Discussion in 'Electric Guns' started by Ktinga1, Feb 17, 2016.

  1. Ktinga1

    Ktinga1 New Member

    Hey Airsofters. I'm looking at getting into teching my guns, and I have no idea what I'm doing. I've been in the hobby for about 4 years now, and I wish to expand my experience. Anyone have any tips? I'd like to do some work on my CYMA CM-040-B (and AK-105), but I don't know where to start.
    Last edited: Feb 19, 2016
  2. theonlyBuster

    theonlyBuster Active Member Lifetime Supporter

    S. Florida
    The easiest way to start is to get a used gun, find Youtube disassembly (and reassembly) videos and watch a few of them before trying it yourself. When you try it, go step by step w/ the video so you don't do something wrong. Do this a few times and you should get it down pretty quickly.
    From there, try disassembling the gearbox and reassembling it. Once you're able to do it and have the gun back in original working condition, try your luck in swapping out parts.

    From there, you should start/continue researching internals, trying to get a better understanding of what does what as well as simple troubleshooting. Now understand you will NEVER master every avenue of teching, in fact there'll likely be a lot of things you don't even try. But the thing about teching is that you're going to spend a lot of time in one or two areas, if not both. You're going to spend quite the amount of time working through trial and error, trying to figure out what does what and how to change things. The other side of it is you'll spend a lot of time researching what does what and reading theories on changing things.
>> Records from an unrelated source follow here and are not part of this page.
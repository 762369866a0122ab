use serde::{Deserialize, Serialize};

/// Which side of the marketplace an account belongs to.
///
/// Mentors and mentees live in two independent stores; the role selects the
/// store and is fixed at creation (it is embedded in the session token).
#[derive(Debug, Clone, Copy, PartialEq, Eq, Hash, Serialize, Deserialize)]
#[serde(rename_all = "lowercase")]
pub enum Role {
    Mentor,
    Mentee,
}

impl Role {
    pub fn as_str(&self) -> &'static str {
        match self {
            Role::Mentor => "mentor",
            Role::Mentee => "mentee",
        }
    }

    /// Directory segment for uploaded media, e.g. `uploads/mentors/<file>`.
    pub fn media_dir(&self) -> &'static str {
        match self {
            Role::Mentor => "mentors",
            Role::Mentee => "mentees",
        }
    }
}

impl std::fmt::Display for Role {
    fn fmt(&self, f: &mut std::fmt::Formatter<'_>) -> std::fmt::Result {
        f.write_str(self.as_str())
    }
}

#[cfg(test)]
mod tests {
    use super::*;

    #[test]
    fn serializes_lowercase() {
        assert_eq!(serde_json::to_string(&Role::Mentor).unwrap(), "\"mentor\"");
        assert_eq!(serde_json::to_string(&Role::Mentee).unwrap(), "\"mentee\"");
    }

    #[test]
    fn deserializes_lowercase() {
        let role: Role = serde_json::from_str("\"mentee\"").unwrap();
        assert_eq!(role, Role::Mentee);
    }
}
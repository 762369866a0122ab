use axum::{
    extract::{DefaultBodyLimit, Extension, Multipart, State},
    routing::post,
    Json, Router,
};
use serde::Serialize;
use tracing::{info, instrument, warn};

use crate::{
    auth::{dto::MessageResponse, jwt::AuthAccount},
    error::AppError,
    photos::services::{image_ext, remove_profile_photo, store_profile_photo},
    role::Role,
    state::AppState,
};

// The 5MB cap is enforced per file below; the body limit only needs to
// bound the whole multipart envelope.
const BODY_LIMIT: usize = 8 * 1024 * 1024;

pub fn routes() -> Router<AppState> {
    Router::new()
        .route("/photo", post(upload_photo).delete(remove_photo))
        .layer(DefaultBodyLimit::max(BODY_LIMIT))
}

#[derive(Debug, Serialize)]
#[serde(rename_all = "camelCase")]
pub struct PhotoResponse {
    pub message: String,
    pub photo_url: Option<String>,
}

#[instrument(skip(state, multipart))]
pub async fn upload_photo(
    State(state): State<AppState>,
    Extension(role): Extension<Role>,
    AuthAccount(account_id, token_role): AuthAccount,
    mut multipart: Multipart,
) -> Result<Json<PhotoResponse>, AppError> {
    if token_role != role {
        return Err(AppError::Auth("Token does not match this role".into()));
    }

    while let Some(field) = multipart
        .next_field()
        .await
        .map_err(|_| AppError::Validation("Malformed multipart body".into()))?
    {
        if field.name() != Some("profilePhoto") {
            continue;
        }

        let filename = field.file_name().map(|s| s.to_string());
        let content_type = field
            .content_type()
            .map(|s| s.to_string())
            .unwrap_or_else(|| "application/octet-stream".into());

        let Some(ext) = image_ext(filename.as_deref(), Some(&content_type)) else {
            warn!(?filename, %content_type, "rejected upload type");
            return Err(AppError::Validation(
                "Only jpg, jpeg, png, gif and webp images are allowed".into(),
            ));
        };

        let data = field
            .bytes()
            .await
            .map_err(|_| AppError::Validation("Malformed multipart body".into()))?;
        if data.len() > state.config.max_upload_bytes {
            warn!(size = data.len(), "upload too large");
            return Err(AppError::Validation("File too large (max 5MB)".into()));
        }

        let key = store_profile_photo(&state, role, account_id, ext, &content_type, data)
            .await?
            .ok_or_else(|| AppError::NotFound("Account not found".into()))?;

        info!(%account_id, %role, %key, "profile photo uploaded");
        let photo_url = state.storage.url_for(&key).await.ok();
        return Ok(Json(PhotoResponse {
            message: "Photo uploaded".into(),
            photo_url,
        }));
    }

    Err(AppError::Validation("profilePhoto field is required".into()))
}

#[instrument(skip(state))]
pub async fn remove_photo(
    State(state): State<AppState>,
    Extension(role): Extension<Role>,
    AuthAccount(account_id, token_role): AuthAccount,
) -> Result<Json<MessageResponse>, AppError> {
    if token_role != role {
        return Err(AppError::Auth("Token does not match this role".into()));
    }

    if !remove_profile_photo(&state, role, account_id).await? {
        return Err(AppError::NotFound("Account not found".into()));
    }

    info!(%account_id, %role, "profile photo removed");
    Ok(Json(MessageResponse::new("Photo removed")))
}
    The more it intrigues you, the more you're likely spend researching. But know this, you'll never master every teching concept. There are too many, and even then there appears to be a new concept or idea popping up every other week.

    Reverting back up to my original first sentence, you want to get yourself a used but WORKING gun to practice on. Why? Well you're going to pop the gun open and there's a chance you may not get it back together and working. And seeing as used guns are cheaper than new guns, save a few bucks on a beat up but fully working used gun to learn on. It just makes sense. Where possible, get a gun that has an un-tainted gearbox and stock parts.

    Typically I suggest starting with a Version 2 gearbox, but a version 3 is fine as well. It's virtually identical to the Version 2 with a few small differences. Lastly, know that Google and YouTube are your very best friends.

    -mobile device-

  3. Ktinga1

    Ktinga1 New Member

    Awesome, thank you! Yeah, I plan on using mostly AKs, so a Version 3 is what I'm looking at right now, though I may try a version 2 or version 6 sometime in the future! Thanks again!